*** Block opens ***

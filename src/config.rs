use serde::Deserialize;
use std::path::Path;
use std::time::Duration;

/// Global configuration for the proxy
#[derive(Debug, Deserialize, Clone, Default)]
pub struct Config {
    /// Listener configuration
    #[serde(default)]
    pub server: ServerConfig,

    /// How backend URLs are built
    #[serde(default)]
    pub routing: RoutingConfig,

    /// External authorization service
    #[serde(default)]
    pub auth: AuthConfig,

    /// Certificate issuance settings
    #[serde(default)]
    pub acme: AcmeConfig,

    /// Persistent store
    #[serde(default)]
    pub database: DatabaseConfig,
}

#[derive(Debug, Deserialize, Clone)]
pub struct ServerConfig {
    /// HTTP port (default: 3002)
    #[serde(default = "default_listen_port")]
    pub port: u16,

    /// HTTPS port used when TLS termination is enabled (default: 443)
    #[serde(default = "default_tls_port")]
    pub tls_port: u16,

    /// Bind address (default: 0.0.0.0)
    #[serde(default = "default_bind_address")]
    pub bind: String,

    /// Enable TLS termination with per-domain certificates
    #[serde(default)]
    pub tls: bool,

    /// Issue a certificate for the primary proxy host at startup
    #[serde(default)]
    pub issue_primary_cert: bool,

    /// Directory served under /.well-known/ when TLS is enabled
    #[serde(default = "default_webroot")]
    pub webroot: String,

    /// Maximum idle connections per backend host (default: 10)
    #[serde(default = "default_pool_max_idle_per_host")]
    pub pool_max_idle_per_host: usize,

    /// Idle connection timeout in seconds (default: 90)
    #[serde(default = "default_pool_idle_timeout")]
    pub pool_idle_timeout_secs: u64,

    /// Time allowed for the backend to produce response headers (default: 300)
    #[serde(default = "default_request_timeout")]
    pub request_timeout_secs: u64,
}

impl ServerConfig {
    /// Get HTTPS port (0 means disabled)
    pub fn https_port(&self) -> u16 {
        if !self.tls {
            return 0;
        }
        self.tls_port
    }

    pub fn request_timeout(&self) -> Duration {
        Duration::from_secs(self.request_timeout_secs)
    }
}

impl Default for ServerConfig {
    fn default() -> Self {
        Self {
            port: default_listen_port(),
            tls_port: default_tls_port(),
            bind: default_bind_address(),
            tls: false,
            issue_primary_cert: false,
            webroot: default_webroot(),
            pool_max_idle_per_host: default_pool_max_idle_per_host(),
            pool_idle_timeout_secs: default_pool_idle_timeout(),
            request_timeout_secs: default_request_timeout(),
        }
    }
}

/// Backend URL template: `{backend_prefix}{username}{backend_suffix}:{backend_port}`
#[derive(Debug, Deserialize, Clone)]
pub struct RoutingConfig {
    /// The proxy's own canonical hostname
    #[serde(default = "default_primary_host")]
    pub primary_host: String,

    /// Scheme and hostname prefix placed before the username
    #[serde(default = "default_backend_prefix")]
    pub backend_prefix: String,

    /// Hostname suffix placed after the username
    #[serde(default = "default_backend_suffix")]
    pub backend_suffix: String,

    /// Port every single-user backend listens on
    #[serde(default = "default_backend_port")]
    pub backend_port: u16,
}

impl Default for RoutingConfig {
    fn default() -> Self {
        Self {
            primary_host: default_primary_host(),
            backend_prefix: default_backend_prefix(),
            backend_suffix: default_backend_suffix(),
            backend_port: default_backend_port(),
        }
    }
}

#[derive(Debug, Deserialize, Clone)]
pub struct AuthConfig {
    /// Host of the service that validates bearer credentials
    #[serde(default = "default_hub_host")]
    pub hub_host: String,

    /// Scheme used to reach the hub (default: https)
    #[serde(default = "default_hub_scheme")]
    pub hub_scheme: String,

    /// Timeout for a single authorization call in seconds
    #[serde(default = "default_auth_timeout")]
    pub timeout_secs: u64,
}

impl AuthConfig {
    /// URL answering `{"name": ...}` for a valid credential
    pub fn user_endpoint(&self) -> String {
        format!("{}://{}/hub/api/user", self.hub_scheme, self.hub_host)
    }
}

impl Default for AuthConfig {
    fn default() -> Self {
        Self {
            hub_host: default_hub_host(),
            hub_scheme: default_hub_scheme(),
            timeout_secs: default_auth_timeout(),
        }
    }
}

/// Which certificate authority implementation to use
#[derive(Debug, Deserialize, Clone, Copy, Default, PartialEq, Eq)]
#[serde(rename_all = "lowercase")]
pub enum IssuerKind {
    /// Talk ACME directly
    #[default]
    Acme,
    /// Shell out to a certbot-style tool
    Command,
}

impl std::str::FromStr for IssuerKind {
    type Err = anyhow::Error;

    fn from_str(s: &str) -> Result<Self, Self::Err> {
        match s.trim().to_ascii_lowercase().as_str() {
            "acme" => Ok(IssuerKind::Acme),
            "command" | "certbot" => Ok(IssuerKind::Command),
            other => anyhow::bail!("unknown certificate issuer '{}'", other),
        }
    }
}

#[derive(Debug, Deserialize, Clone)]
pub struct AcmeConfig {
    /// Certificate authority implementation
    #[serde(default)]
    pub issuer: IssuerKind,

    /// Contact email registered with the certificate authority
    pub email: Option<String>,

    /// ACME directory URL (defaults to Let's Encrypt production, or staging when `staging` is set)
    pub directory_url: Option<String>,

    /// Use the Let's Encrypt staging environment
    #[serde(default)]
    pub staging: bool,

    /// Local directory for the ACME account credentials
    #[serde(default = "default_acme_cache_dir")]
    pub cache_dir: String,

    /// Command prefix for the `command` issuer
    #[serde(default = "default_certbot_command")]
    pub command: String,

    /// Directory where the command issuer leaves `{domain}/privkey.pem` and `{domain}/fullchain.pem`
    #[serde(default = "default_live_dir")]
    pub live_dir: String,

    /// Renew certificates expiring within this many days
    #[serde(default = "default_renew_before_days")]
    pub renew_before_days: u64,
}

impl Default for AcmeConfig {
    fn default() -> Self {
        Self {
            issuer: IssuerKind::default(),
            email: None,
            directory_url: None,
            staging: false,
            cache_dir: default_acme_cache_dir(),
            command: default_certbot_command(),
            live_dir: default_live_dir(),
            renew_before_days: default_renew_before_days(),
        }
    }
}

#[derive(Debug, Deserialize, Clone)]
pub struct DatabaseConfig {
    /// Connection string: `sqlite://path`, a bare file path, or `:memory:`
    #[serde(default = "default_database_url")]
    pub url: String,
}

impl Default for DatabaseConfig {
    fn default() -> Self {
        Self {
            url: default_database_url(),
        }
    }
}

/// Where the persistent store lives
#[derive(Debug, Clone, PartialEq, Eq)]
pub enum StoreLocation {
    Memory,
    File(String),
}

impl DatabaseConfig {
    pub fn location(&self) -> anyhow::Result<StoreLocation> {
        let url = self.url.trim();
        if url.is_empty() {
            anyhow::bail!("database url must not be empty");
        }
        if url == ":memory:" || url == "sqlite::memory:" {
            return Ok(StoreLocation::Memory);
        }
        if let Some(path) = url.strip_prefix("sqlite://") {
            return Ok(StoreLocation::File(path.to_string()));
        }
        if let Some(path) = url.strip_prefix("sqlite:") {
            return Ok(StoreLocation::File(path.to_string()));
        }
        if let Some((scheme, _)) = url.split_once("://") {
            anyhow::bail!("unsupported database scheme '{}'", scheme);
        }
        Ok(StoreLocation::File(url.to_string()))
    }
}

fn default_listen_port() -> u16 {
    3002
}

fn default_tls_port() -> u16 {
    443
}

fn default_bind_address() -> String {
    "0.0.0.0".to_string()
}

fn default_webroot() -> String {
    "./webroot".to_string()
}

fn default_pool_max_idle_per_host() -> usize {
    10
}

fn default_pool_idle_timeout() -> u64 {
    90
}

fn default_request_timeout() -> u64 {
    300
}

fn default_primary_host() -> String {
    "public.localhost".to_string()
}

fn default_backend_prefix() -> String {
    "http://jupyter-".to_string()
}

fn default_backend_suffix() -> String {
    ".jupyter-single-user.svc.cluster.local".to_string()
}

fn default_backend_port() -> u16 {
    5000
}

fn default_hub_host() -> String {
    "hub.localhost".to_string()
}

fn default_hub_scheme() -> String {
    "https".to_string()
}

fn default_auth_timeout() -> u64 {
    10
}

fn default_acme_cache_dir() -> String {
    "./acme_cache".to_string()
}

fn default_certbot_command() -> String {
    "certbot --config-dir ./certbot/etc --work-dir ./certbot/var --logs-dir ./certbot/log".to_string()
}

fn default_live_dir() -> String {
    "./certbot/etc/live".to_string()
}

fn default_renew_before_days() -> u64 {
    30
}

fn default_database_url() -> String {
    "database.sqlite".to_string()
}

fn parse_flag(value: &str) -> bool {
    matches!(
        value.trim().to_ascii_lowercase().as_str(),
        "1" | "true" | "yes" | "on"
    )
}

impl Config {
    pub fn load<P: AsRef<Path>>(path: P) -> anyhow::Result<Self> {
        let content = std::fs::read_to_string(path)?;
        let config: Config = toml::from_str(&content)?;
        Ok(config)
    }

    /// Load the file if it exists, then apply environment overrides and validate
    pub fn from_sources<P: AsRef<Path>>(path: P) -> anyhow::Result<Self> {
        let path = path.as_ref();
        let mut config = if path.exists() {
            Self::load(path)?
        } else {
            Self::default()
        };
        config.apply_env(|key| std::env::var(key).ok())?;
        config.validate()?;
        Ok(config)
    }

    /// Override file values with environment variables
    pub fn apply_env<F>(&mut self, lookup: F) -> anyhow::Result<()>
    where
        F: Fn(&str) -> Option<String>,
    {
        // NAAS_* names are what older deployments set; the plain names win
        let lookup_or = |name: &str, alias: &str| lookup(name).or_else(|| lookup(alias));

        if let Some(v) = lookup_or("PROXY_HOST", "NAAS_PROXY_HOST") {
            self.routing.primary_host = v;
        }
        if let Some(v) = lookup("SINGLEUSER_BASE") {
            self.routing.backend_prefix = v;
        }
        if let Some(v) = lookup("SINGLEUSER_PATH") {
            self.routing.backend_suffix = v;
        }
        if let Some(v) = lookup_or("SINGLEUSER_PORT", "NAAS_PORT") {
            self.routing.backend_port = v
                .parse()
                .map_err(|e| anyhow::anyhow!("SINGLEUSER_PORT: {}", e))?;
        }
        if let Some(v) = lookup("PORT") {
            self.server.port = v.parse().map_err(|e| anyhow::anyhow!("PORT: {}", e))?;
        }
        if let Some(v) = lookup("TLS_PORT") {
            self.server.tls_port = v.parse().map_err(|e| anyhow::anyhow!("TLS_PORT: {}", e))?;
        }
        if let Some(v) = lookup("SSL") {
            self.server.tls = parse_flag(&v);
        }
        if let Some(v) = lookup("MAIN_SSL") {
            self.server.issue_primary_cert = parse_flag(&v);
        }
        if let Some(v) = lookup("WEBROOT") {
            self.server.webroot = v;
        }
        if let Some(v) = lookup("HUB_HOST") {
            self.auth.hub_host = v;
        }
        if let Some(v) = lookup("HUB_SCHEME") {
            self.auth.hub_scheme = v;
        }
        if let Some(v) = lookup_or("MAINTAINER_EMAIL", "NAAS_MAINTAINER") {
            self.acme.email = Some(v);
        }
        if let Some(v) = lookup("ACME_DIRECTORY_URL") {
            self.acme.directory_url = Some(v);
        }
        if let Some(v) = lookup("ACME_STAGING") {
            self.acme.staging = parse_flag(&v);
        }
        if let Some(v) = lookup("CERT_ISSUER") {
            self.acme.issuer = v.parse()?;
        }
        if let Some(v) = lookup("HUB_DB") {
            self.database.url = v;
        }
        Ok(())
    }

    /// Validate all configuration
    pub fn validate(&self) -> anyhow::Result<()> {
        let mut errors = Vec::new();

        if self.routing.primary_host.trim().is_empty() {
            errors.push("routing.primary_host must not be empty".to_string());
        }
        if self.routing.backend_port == 0 {
            errors.push("routing.backend_port must be greater than 0".to_string());
        }
        if self.server.tls && self.server.tls_port == 0 {
            errors.push("server.tls_port must be greater than 0 when TLS is enabled".to_string());
        }
        if self.server.tls && self.acme.issuer == IssuerKind::Acme && self.acme.email.is_none() {
            errors.push("acme.email is required when TLS is enabled with the ACME issuer".to_string());
        }
        if let Err(e) = self.database.location() {
            errors.push(e.to_string());
        }

        if !errors.is_empty() {
            anyhow::bail!("Configuration errors:\n  - {}", errors.join("\n  - "));
        }

        Ok(())
    }
}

*** Block closes ***

# [INSTRUCTIONS FOR THE TASK]
Find each line in the records that contains the string "sqlite", then say how many there are and nothing else.

# [WRITTEN RESPONSE]
5